No, not the air. Prim clings to her with desperate tightness, wrapped around her, crying into her dress. Primrose, returned. So- that's one. Back to one. Elsabet looks down at the little golden head disinterestedly for a moment. Ten she encircles the shaking girl in her arms. The last bit of Robert Everdeen climbs the steps onto the stage wearing Elsabet's dress.
"Robert," Elsabet murmurs the name like a prayer. Robert would never have allowed this to happen. "Robert, they've got Katniss. Robert?" She used to think she could still feel him near her sometimes, after he'd died. Now she thinks she was a very foolish woman. She's the only one here, and she isn't enough to change anything.
The town drunk/local celebrity/ Capitol catspaw, looking like a Town-Seam hybrid himself with that blond hair and those reddish gray eyes, slings an arm over Katniss's shoulders; Elsabet aches to slap him. She can't give Katniss to them, can't nudge her strong-headed elder daughter away in weary resignation.

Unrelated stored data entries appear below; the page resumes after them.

//! Stroke outlines.
//!
//! Open paths become a ribbon: the offset on each side, stitched at the
//! ends by a cap. Closed paths become a washer: the outward offset with the
//! inward offset cut out of it.

use std::f64::consts::PI;

use geo::MultiPolygon;
use kurbo::{CubicBez, Point};
use log::debug;

use super::boolean::{self, Resolved};
use super::geometry::{arc, is_degenerate, line, polygon_area, polyline_self_intersects};
use super::offset::{offset_chain, offset_with_outcome, OffsetOptions, OffsetOutcome, StrokeJoin};
use super::{Path, PathItem, FLATTEN_TOLERANCE};

/// How the ends of an open stroke are closed.
#[derive(Clone, Copy, Debug, Default, PartialEq, Eq)]
pub enum StrokeCap {
    /// Straight across the endpoint.
    #[default]
    Butt,
    /// Half circle around the endpoint.
    Round,
}

#[derive(Clone, Copy, Debug, PartialEq)]
pub struct StrokeOptions {
    pub join: StrokeJoin,
    pub cap: StrokeCap,
    pub limit: f64,
}

impl Default for StrokeOptions {
    fn default() -> Self {
        Self {
            join: StrokeJoin::Miter,
            cap: StrokeCap::Butt,
            limit: 10.0,
        }
    }
}

impl StrokeOptions {
    fn offset_options(&self) -> OffsetOptions {
        OffsetOptions {
            join: self.join,
            limit: self.limit,
        }
    }
}

/// Outline of a stroke reaching `distance` to either side of the path.
pub fn offset_stroke(item: &PathItem, distance: f64, options: &StrokeOptions) -> PathItem {
    offset_stroke_with_outcome(item, distance, options).item
}

/// [`offset_stroke`], also reporting whether a boolean step fell back.
pub fn offset_stroke_with_outcome(
    item: &PathItem,
    distance: f64,
    options: &StrokeOptions,
) -> OffsetOutcome {
    let half = distance.abs();
    if half == 0.0 || item.is_empty() {
        return OffsetOutcome {
            item: PathItem::default(),
            fell_back: false,
        };
    }

    let mut fell_back = false;
    let mut curved: Vec<Path> = Vec::new();
    let mut shapes: Vec<MultiPolygon<f64>> = Vec::new();

    for path in item.paths().iter().filter(|path| !path.is_empty()) {
        if path.closed {
            let resolved = washer(path, half, options);
            fell_back |= resolved.fell_back;
            shapes.push(resolved.shape);
            continue;
        }
        match ribbon(path, half, options) {
            Some(Ribbon::Curved(outline)) => curved.push(outline),
            Some(Ribbon::Loops(resolved)) => {
                fell_back |= resolved.fell_back;
                shapes.push(resolved.shape);
            }
            None => {}
        }
    }

    if shapes.is_empty() && curved.len() == 1 {
        return OffsetOutcome {
            item: PathItem::from_paths(curved),
            fell_back,
        };
    }

    let pieces = curved
        .iter()
        .map(|outline| boolean::polygon(&outline.flatten(FLATTEN_TOLERANCE)))
        .chain(shapes);
    let merged = boolean::union_all(pieces);
    let out = boolean::multi_polygon_to_item(&merged.shape);
    debug!(
        "Stroke of width {}: {} path(s) in, {} path(s) out",
        half * 2.0,
        item.paths().len(),
        out.paths().len()
    );
    OffsetOutcome {
        item: out,
        fell_back: fell_back || merged.fell_back,
    }
}

/// Closed path stroked as the band between its outward and inward offsets.
fn washer(path: &Path, half: f64, options: &StrokeOptions) -> Resolved {
    let source = PathItem::Simple(path.clone());
    let offset_options = options.offset_options();
    let outer = offset_with_outcome(&source, half, &offset_options);
    let inner = offset_with_outcome(&source, -half, &offset_options);

    let outer_shape = boolean::item_to_multi_polygon(&outer.item);
    let inner_shape = boolean::item_to_multi_polygon(&inner.item);
    let band = boolean::difference(&outer_shape.shape, &inner_shape.shape);
    Resolved {
        shape: band.shape,
        fell_back: outer.fell_back
            || inner.fell_back
            || outer_shape.fell_back
            || inner_shape.fell_back
            || band.fell_back,
    }
}

enum Ribbon {
    /// Simple outline that keeps its curves.
    Curved(Path),
    Loops(Resolved),
}

fn reverse(c: &CubicBez) -> CubicBez {
    CubicBez::new(c.p3, c.p2, c.p1, c.p0)
}

fn cap(style: StrokeCap, center: Point, from: Point, to: Point, half: f64) -> Vec<CubicBez> {
    match style {
        StrokeCap::Butt => vec![line(from, to)],
        StrokeCap::Round => {
            let mut pieces = arc(center, from, PI, half);
            if let Some(first) = pieces.first_mut() {
                first.p1 += from - first.p0;
                first.p0 = from;
            }
            if let Some(last) = pieces.last_mut() {
                last.p2 += to - last.p3;
                last.p3 = to;
            }
            pieces
        }
    }
}

/// Open path stroked as one closed outline around it.
fn ribbon(path: &Path, half: f64, options: &StrokeOptions) -> Option<Ribbon> {
    let curves = path.curves();
    let sources: Vec<&CubicBez> = curves.iter().filter(|c| !is_degenerate(c)).collect();
    let start = sources.first()?.p0;
    let end = sources.last()?.p3;

    let offset_options = options.offset_options();
    let left = offset_chain(&curves, half, &offset_options, false);
    let right = offset_chain(&curves, -half, &offset_options, false);
    let left_start = left.first()?.p0;
    let left_end = left.last()?.p3;
    let right_start = right.first()?.p0;
    let right_end = right.last()?.p3;

    let mut outline = left;
    outline.extend(cap(options.cap, end, left_end, right_end, half));
    outline.extend(right.iter().rev().map(reverse));
    outline.extend(cap(options.cap, start, right_start, left_start, half));

    let path = Path::from_curves(&outline, true);
    let flat = path.flatten(FLATTEN_TOLERANCE);
    if !polyline_self_intersects(&flat, true) && polygon_area(&flat) > 0.0 {
        return Some(Ribbon::Curved(path));
    }

    let loops = boolean::resolve_loops(&flat, 1.0, None);
    Some(Ribbon::Loops(boolean::union_all(
        loops.iter().map(|ring| boolean::polygon(ring)),
    )))
}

Katniss won't be nudged. Katniss had been saying, "Back off!" at the age of three, saying it in a high-pitched baby voice that had made Robert chuckle even as he looked at his wife apologetically.
Well. Perhaps Katniss isn't hers at all? Elsabet nods to herself. Not her daughter, after all. It had been a frightening close call, but the girl on stage isn't one of hers. Whatever her dead husband may have been, Elsabet is Town. There isn't a dark-haired person in her whole family. Limited gene pool, she supposes. You marry within your own people. Anyway, she's very tired and it must be almost time to go home. Elsabet thinks she'll take a nap before fixing dinner. She's dead on her feet. Dead like her husband, and dead like Robert's girl.
She looks doubtfully at the little girl in her arms. This one is hers, certainly. One. They'll both go home and sleep.